Re: Mac Pro 2019 GPU question

PostPosted: Fri Jan 17, 2020 8:46 pm
by rick.lang
Thank you, Jerry. You’re on the bleeding edge.

Re: Mac Pro 2019 GPU question

PostPosted: Sun Jan 26, 2020 11:24 am
by jerrygladh
Hmm, still no separate GPU purchase options at all on Apple store.
Are we waiting for OS 10.15.3 to support the W5700X?
Need to fill up some slots here...

Jerry

Re: Mac Pro 2019 GPU question

PostPosted: Sun Jan 26, 2020 2:07 pm
by rick.lang
I think that makes sense. With beta 3 of the next macOS release available we should be close to seeing the W5700X release in February.

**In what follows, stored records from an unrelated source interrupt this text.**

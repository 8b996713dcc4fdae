//! Core domain types for the tracking engine.
//!
//! This module contains the fundamental value types used throughout the
//! application, designed to encode invariants via the type system.

pub mod ids;
pub mod report;

// Re-export commonly used types at the module level
pub use ids::{ContractId, ContractType, TrainId};
pub use report::{BACKFILL_DELAY, Report, Stop};
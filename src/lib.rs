//! Train Track - a log monitor that reconstructs train routes and delay state.
//!
//! This library provides the tracking engine, the event parser, and the
//! resumable tailer behind the monitor binary.

pub mod dedup;
pub mod engine;
pub mod model;
pub mod parse;
pub mod tail;
pub mod types;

Re: Mac Pro 2019 GPU question

PostPosted: Sun Jan 26, 2020 2:42 pm
by jerrygladh
rick.lang wrote:I think that makes sense. With beta 3 of the next macOS release available we should be close to seeing the W5700X release in February.


Yep, that card could be a good choice.
More of a Q why you can't buy the Vegas though.

Jerry

Mac Pro 2019 GPU question

PostPosted: Sun Jan 26, 2020 3:05 pm
by rick.lang
I’m hoping to start with the W5700X as I’m anticipating it will be a lower entry level cost than the Vega II. After I have experience with using the Mac Pro, I can consider upgrades as appropriate since I could add another double-height card.

Re: Mac Pro 2019 GPU question

PostPosted: Wed Jan 29, 2020 11:35 pm
by rick.lang
I was thinking the next macOS release would include updated drivers enabling the release of the Radeon Pro W5700X GPU MPX card for the newer Mac Pro. I made the macOS update today but Apple’s webpages continue to say the W5700X is “coming soon.”

Re: Mac Pro 2019 GPU question

PostPosted: Thu Jan 30, 2020 1:34 am
by jasonvp
rick.lang wrote:I made the macOS update today but Apple’s webpages continue to say the W5700X is “coming soon.”


It was purely speculation on everyone's part; no one other than Apple knows for sure. Folks that have tried commercial 5700XT cards under 10.15.3 have said that there's no improvement in performance with them yet. So it's not clear that Apple has done any work with that GPU as of yet. Or at least, nothing they've released.

Re: Mac Pro 2019 GPU question

PostPosted: Thu Feb 06, 2020 4:04 pm
by jasonvp
rick.lang wrote:I made the macOS update today but Apple’s webpages continue to say the W5700X is “coming soon.”


It's still "coming soon", but someone on MacRumors found this filing with the Korean Communications Commission:

https://forums.macrumors.com/threads/ra ... t-28195497

I'd assume we're getting a lot closer to a release.

Mac Pro 2019 GPU question

PostPosted: Thu Feb 06, 2020 4:44 pm
by rick.lang
Thanks, Jason. Filed 2020-01-07 one would think release should be this month.

All that chatter about waiting on other things before we have a purchasable W5700X, one of the reasons I’m not posting on that site. But, shame on me, I’m glad you’re sharing what you hear there on the chance some of it’s reality.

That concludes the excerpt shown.